Costing only $550, the spectral transmission-reflectance-intensity (TRI)-Analyzer from Bioengineering and Electrical & Computer Engineering Professor Brian Cunningham's lab attaches to a smartphone and analyzes patient blood, urine, or saliva samples as reliably as clinic-based instruments that cost thousands of dollars.
"Our TRI Analyzer is like the Swiss Army knife of biosensing," said Cunningham, the Donald Biggar Willett Professor of Engineering and director of the Micro + Nanotechnology Lab at Illinois, "It's capable of performing the three most common types of tests in medical diagnostics, so in practice, thousands of already-developed tests could be adapted to it."
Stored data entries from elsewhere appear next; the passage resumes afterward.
//! Finch engine crate.
//!
//! Drives an application through a fixed-step game loop: a frame clock
//! converts wall-clock time into a whole number of fixed simulation steps,
//! the update scheduler runs the early/fixed/late phases around them, and
//! the application driver adapts all of it to a winit + wgpu window.

pub mod config;
pub mod coords;
pub mod core;
pub mod device;
pub mod error;
pub mod events;
pub mod launch;
pub mod logging;
pub mod paint;
pub mod render;
pub mod resources;
pub mod time;
pub mod window;

pub use crate::config::AppConfig;
pub use crate::core::{App, AppControl, AppCtx, ApplicationDriver, DrawCtx};
pub use crate::error::EngineError;
pub use crate::events::MessageBus;
pub use crate::time::FrameClock;
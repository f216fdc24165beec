//! Screen-space geometry shared by the driver and its subscribers.
//!
//! Sizes are in logical pixels after render scaling.

mod size;

pub use size::Size;
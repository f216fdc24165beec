//! Colors used by the driver's clear pass.

mod color;

pub use color::Color;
Among the many diagnostic tests that can be adapted to their point-of-care smartphone format, is an enzyme-linked immunosorbent assay (ELISA), which detects and measures a wide variety of proteins and antibodies in blood and is commonly used for a wide range of health diagnostics tests.
The TRI Analyzer operates by converting the smartphone camera into a high-performance spectrometer, specifically, the analyzer illuminates a sample fluid with the phone's internal white LED flash or with an inexpensive external green laser diode, and then the light from the sample is collected in an optical fiber and guided through a diffraction grating into the phone's rear-facing internal camera.
These optical components are all arranged within a 3D-printed plastic cradle.